Il ministro Di Maio è inappuntabile nella sua informativa al Senato e poi alla Camera sulla Libia. «L’instabilità minaccia i nostri interessi». Però non ci saranno interventi militari, strada già dimostratasi disastrosa in Medio Oriente: «La conferenza di Berlino è la sola strada percorribile». Su quella via diplomatica l’Italia ha fatto la sua parte, tanto che «anche la Germania lo riconosce». La Ue, riconosce il ministro, si è mostrata troppo spesso divisa da interessi contrastanti in materia di Libia. Ma ora, anche grazie all’Italia, è pronta per una missione di «monitoraggio della pace», naturalmente «sotto l’egida dell’Onu» alla quale, certo, parteciperebbe anche Roma.
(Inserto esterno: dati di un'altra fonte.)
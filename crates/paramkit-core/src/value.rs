//! # Dynamic Values
//!
//! [`Value`] is the generic nested map/sequence representation used at both
//! boundaries of the system: raw input handed to the construction API, and the
//! plain projection handed back out. Scalar attributes of a built instance are
//! also stored as `Value`s.
//!
//! ## JSON Interop
//!
//! Conversion from `serde_json::Value` is lossless. Integers that fit in
//! `i64` become [`Value::Integer`], all other numbers become [`Value::Float`].
//! Conversion back renders temporal values as ISO-8601 text and decimals as
//! exact strings, so a projection can always be printed as JSON.

use std::collections::BTreeMap;
use std::fmt;

use chrono::{DateTime, FixedOffset, NaiveDate, NaiveTime};
use rust_decimal::Decimal;
use serde::{Deserialize, Deserializer, Serialize, Serializer};

/// Mapping type used by [`Value::Map`]. Keys iterate in sorted order, so
/// mapping input loses its original key order.
pub type Map = BTreeMap<String, Value>;

/// A dynamically typed value.
#[derive(Debug, Clone, PartialEq, Default)]
pub enum Value {
    /// Absent or explicit null.
    #[default]
    Null,
    /// Boolean.
    Bool(bool),
    /// 64-bit signed integer.
    Integer(i64),
    /// 64-bit float.
    Float(f64),
    /// Exact decimal.
    Decimal(Decimal),
    /// UTF-8 text.
    String(String),
    /// Calendar date.
    Date(NaiveDate),
    /// Date and time with a fixed UTC offset.
    DateTime(DateTime<FixedOffset>),
    /// Time of day.
    Time(NaiveTime),
    /// Ordered sequence.
    List(Vec<Value>),
    /// String-keyed mapping.
    Map(Map),
}

/// The variant tag of a [`Value`].
#[derive(Debug, Clone, Copy, PartialEq, Eq, Hash, PartialOrd, Ord)]
pub enum ValueKind {
    Null,
    Bool,
    Integer,
    Float,
    Decimal,
    String,
    Date,
    DateTime,
    Time,
    List,
    Map,
}

impl ValueKind {
    /// Lowercase name used in messages.
    pub fn name(&self) -> &'static str {
        match self {
            ValueKind::Null => "null",
            ValueKind::Bool => "bool",
            ValueKind::Integer => "integer",
            ValueKind::Float => "float",
            ValueKind::Decimal => "decimal",
            ValueKind::String => "string",
            ValueKind::Date => "date",
            ValueKind::DateTime => "datetime",
            ValueKind::Time => "time",
            ValueKind::List => "list",
            ValueKind::Map => "map",
        }
    }
}

impl fmt::Display for ValueKind {
    fn fmt(&self, f: &mut fmt::Formatter<'_>) -> fmt::Result {
        f.write_str(self.name())
    }
}

impl Value {
    /// Returns the variant tag.
    pub fn kind(&self) -> ValueKind {
        match self {
            Value::Null => ValueKind::Null,
            Value::Bool(_) => ValueKind::Bool,
            Value::Integer(_) => ValueKind::Integer,
            Value::Float(_) => ValueKind::Float,
            Value::Decimal(_) => ValueKind::Decimal,
            Value::String(_) => ValueKind::String,
            Value::Date(_) => ValueKind::Date,
            Value::DateTime(_) => ValueKind::DateTime,
            Value::Time(_) => ValueKind::Time,
            Value::List(_) => ValueKind::List,
            Value::Map(_) => ValueKind::Map,
        }
    }

    pub fn is_null(&self) -> bool {
        matches!(self, Value::Null)
    }

    /// Null, whitespace-only text, or an empty list or map.
    pub fn is_blank(&self) -> bool {
        match self {
            Value::Null => true,
            Value::String(s) => s.trim().is_empty(),
            Value::List(items) => items.is_empty(),
            Value::Map(map) => map.is_empty(),
            _ => false,
        }
    }

    pub fn as_bool(&self) -> Option<bool> {
        match self {
            Value::Bool(b) => Some(*b),
            _ => None,
        }
    }

    pub fn as_i64(&self) -> Option<i64> {
        match self {
            Value::Integer(i) => Some(*i),
            _ => None,
        }
    }

    /// Numeric view of integers, floats and decimals.
    pub fn as_f64(&self) -> Option<f64> {
        use rust_decimal::prelude::ToPrimitive;
        match self {
            Value::Integer(i) => Some(*i as f64),
            Value::Float(f) => Some(*f),
            Value::Decimal(d) => d.to_f64(),
            _ => None,
        }
    }

    pub fn as_str(&self) -> Option<&str> {
        match self {
            Value::String(s) => Some(s),
            _ => None,
        }
    }

    pub fn as_list(&self) -> Option<&[Value]> {
        match self {
            Value::List(items) => Some(items),
            _ => None,
        }
    }

    pub fn as_map(&self) -> Option<&Map> {
        match self {
            Value::Map(map) => Some(map),
            _ => None,
        }
    }

    /// Look up `key` when this value is a mapping.
    pub fn get(&self, key: &str) -> Option<&Value> {
        self.as_map().and_then(|m| m.get(key))
    }

    /// Render as a `serde_json::Value`.
    ///
    /// Non-finite floats become `null`; decimals become exact strings;
    /// temporal values become ISO-8601 strings.
    pub fn to_json(&self) -> serde_json::Value {
        use serde_json::Value as Json;
        match self {
            Value::Null => Json::Null,
            Value::Bool(b) => Json::Bool(*b),
            Value::Integer(i) => Json::from(*i),
            Value::Float(f) => serde_json::Number::from_f64(*f)
                .map(Json::Number)
                .unwrap_or(Json::Null),
            Value::Decimal(d) => Json::String(d.to_string()),
            Value::String(s) => Json::String(s.clone()),
            Value::Date(d) => Json::String(d.format("%Y-%m-%d").to_string()),
            Value::DateTime(dt) => Json::String(dt.to_rfc3339()),
            Value::Time(t) => Json::String(t.format("%H:%M:%S%.f").to_string()),
            Value::List(items) => Json::Array(items.iter().map(Value::to_json).collect()),
            Value::Map(map) => Json::Object(
                map.iter()
                    .map(|(k, v)| (k.clone(), v.to_json()))
                    .collect(),
            ),
        }
    }
}

impl fmt::Display for Value {
    fn fmt(&self, f: &mut fmt::Formatter<'_>) -> fmt::Result {
        write!(f, "{}", self.to_json())
    }
}

impl From<serde_json::Value> for Value {
    fn from(json: serde_json::Value) -> Self {
        use serde_json::Value as Json;
        match json {
            Json::Null => Value::Null,
            Json::Bool(b) => Value::Bool(b),
            Json::Number(n) => match n.as_i64() {
                Some(i) => Value::Integer(i),
                None => Value::Float(n.as_f64().unwrap_or(f64::NAN)),
            },
            Json::String(s) => Value::String(s),
            Json::Array(items) => Value::List(items.into_iter().map(Value::from).collect()),
            Json::Object(map) => {
                Value::Map(map.into_iter().map(|(k, v)| (k, Value::from(v))).collect())
            }
        }
    }
}

impl From<&Value> for serde_json::Value {
    fn from(value: &Value) -> Self {
        value.to_json()
    }
}

impl From<bool> for Value {
    fn from(b: bool) -> Self {
        Value::Bool(b)
    }
}

impl From<i64> for Value {
    fn from(i: i64) -> Self {
        Value::Integer(i)
    }
}

impl From<i32> for Value {
    fn from(i: i32) -> Self {
        Value::Integer(i64::from(i))
    }
}

impl From<f64> for Value {
    fn from(f: f64) -> Self {
        Value::Float(f)
    }
}

impl From<Decimal> for Value {
    fn from(d: Decimal) -> Self {
        Value::Decimal(d)
    }
}

impl From<&str> for Value {
    fn from(s: &str) -> Self {
        Value::String(s.to_string())
    }
}

impl From<String> for Value {
    fn from(s: String) -> Self {
        Value::String(s)
    }
}

impl From<NaiveDate> for Value {
    fn from(d: NaiveDate) -> Self {
        Value::Date(d)
    }
}

impl From<DateTime<FixedOffset>> for Value {
    fn from(dt: DateTime<FixedOffset>) -> Self {
        Value::DateTime(dt)
    }
}

impl From<NaiveTime> for Value {
    fn from(t: NaiveTime) -> Self {
        Value::Time(t)
    }
}

impl From<Map> for Value {
    fn from(map: Map) -> Self {
        Value::Map(map)
    }
}

impl<T: Into<Value>> From<Vec<T>> for Value {
    fn from(items: Vec<T>) -> Self {
        Value::List(items.into_iter().map(Into::into).collect())
    }
}

impl<T: Into<Value>> From<Option<T>> for Value {
    fn from(opt: Option<T>) -> Self {
        opt.map(Into::into).unwrap_or(Value::Null)
    }
}

impl<K: Into<String>, V: Into<Value>> FromIterator<(K, V)> for Value {
    fn from_iter<I: IntoIterator<Item = (K, V)>>(iter: I) -> Self {
        Value::Map(iter.into_iter().map(|(k, v)| (k.into(), v.into())).collect())
    }
}

impl Serialize for Value {
    fn serialize<S: Serializer>(&self, serializer: S) -> Result<S::Ok, S::Error> {
        self.to_json().serialize(serializer)
    }
}

impl<'de> Deserialize<'de> for Value {
    fn deserialize<D: Deserializer<'de>>(deserializer: D) -> Result<Self, D::Error> {
        serde_json::Value::deserialize(deserializer).map(Value::from)
    }
}
//! # Coercion Engine
//!
//! Applies a schema to raw input. Every declared attribute is coerced from
//! the raw value under its name, in declaration order. Missing keys and
//! explicit nulls read the same; unknown keys are ignored; input that is not
//! a mapping reads as an empty mapping. Construction never fails.

use std::sync::Arc;

use paramkit_core::Value;

use crate::instance::Instance;
use crate::schema::Schema;
use crate::scope::Scope;

static NULL: Value = Value::Null;

/// Build an instance of `schema` from `raw`.
pub fn build(schema: &Arc<Schema>, raw: Option<&Value>) -> Instance {
    build_scoped(schema, raw, None)
}

/// Build an instance whose whole tree shares `scope`.
pub fn build_scoped(
    schema: &Arc<Schema>,
    raw: Option<&Value>,
    scope: Option<Arc<dyn Scope>>,
) -> Instance {
    let input = raw.and_then(Value::as_map);
    let values = schema
        .attributes()
        .iter()
        .map(|attr| {
            let raw = input
                .and_then(|m| m.get(&attr.name))
                .unwrap_or(&NULL);
            (attr.name.clone(), attr.descriptor.coerce_in(raw, scope.as_ref()))
        })
        .collect();
    Instance::new(Arc::clone(schema), values, scope)
}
STESSO RITORNELLO INTONA il ministro della Difesa Guerini di fronte alle commissioni Difesa di Camera e Senato: «S’impone una riflessione su una possibile rimodulazione del nostro sforzo militare. Si potrebbe ipotizzare un intervento internazionale per dare solidità alla cornice di sicurezza». Batte sugli stessi tasti Conte, prima di fronte al Copasir, poi dopo l’incontro a palazzo Chigi con il premier olandese Rutte. La missione europea «sarebbe un passo importante per fermare le interferenze esterne. Gli europei sono quelli che più hanno da perdere da una Libia instabile». Anche per il premier «non c’è spazio per una soluzione militare» e anche in Iraq i soldati italiani resteranno ma solo «in condizioni di sicurezza». La notte prima, a porte chiuse, rivolto ai capigruppo di maggioranza e opposizione, Conte aveva ribadito che la missione libica è possibile ma, appunto, garantendo «la sicurezza dei soldati italiani», che dovrebbero passare da 300 a mille. Non si tratterà di una forza di interposizione ma di una meno pericolosa missione di «peace monitoring».

TUTTO GIUSTO E RAGIONEVOLE. Forse troppo. «Chi, da Salvini all’estrema sinistra, potrebbe non essere d’accordo su un elenco di obiettivi come questo?», chiede infatti Casini,intervenendo nell’aula di palazzo Madama subito dopo il ministro. Proprio l’assoluta impeccabilità della linea italiana finisce per rivelarne la fragilità. Perché l’autorevolezza per esercitare una moral suasion in questo senso, affonda la lama l’ex presidente della Camera, oggi non ce l’ha l’Italia e non ce l’ha neppure l’Europa.

È la nuda verità. L’Italia sta facendo quel che può. Conte, che alle mediazioni è portato di natura, e anche Di Maio stanno svolgendo al meglio il loro ruolo, che però resta quello di comprimari. Pieni di buone, anzi ottime intenzioni. Decisi a fare il possibile per sostenere la via della diplomazia. Attivi, anzi attivissimi. Volteggianti da una incontro internazionale all’altro, e nelle pause attaccati al telefono con le cancellerie di mezzo mondo. Però privi di strumenti, non solo per risolvere davvero, ma anche per incidere in modo sostanziale sugli eventi. Quindi molto più in balia degli eventi di quanto premier e responsabile degli Esteri non vogliano, comprensibilmente, far apparire, attribuendosi un ruolo vicino a quello di registi di una trattativa che è in tutt’altre mani.

NIENTE DI MALE e neppure di strano in questo. L’Italia fa la sua parte, nei limiti imposti dalla situazione, e va da sé che cerchi comunque di esaltare il proprio ruolo. Solo che nella fiera delle buone intenzioni allestita ieri c’è un punto che potrebbe rivelarsi una trappola micidiale. L’obiettivo conclamato di inviare truppe ma in condizioni di totale sicurezza è infatti del tutto impraticabile e lo resterà anche se a Berlino verrà firmata una tregua necessariamente fragile. In quel caso, le divisioni che, come notava Casini, non potevano sussistere sulla linea “perfetta” di Di Maio emergerebbero eccome. Anzi già emergono con Renzi che vibra mazzate: «L’Italia deve giocare un ruolo strategico nel Mediterraneo e l’invio di truppe è una delle ipotesi. L’Italia farà la sua parte. Indipendentemente da quel che pensa il M5S».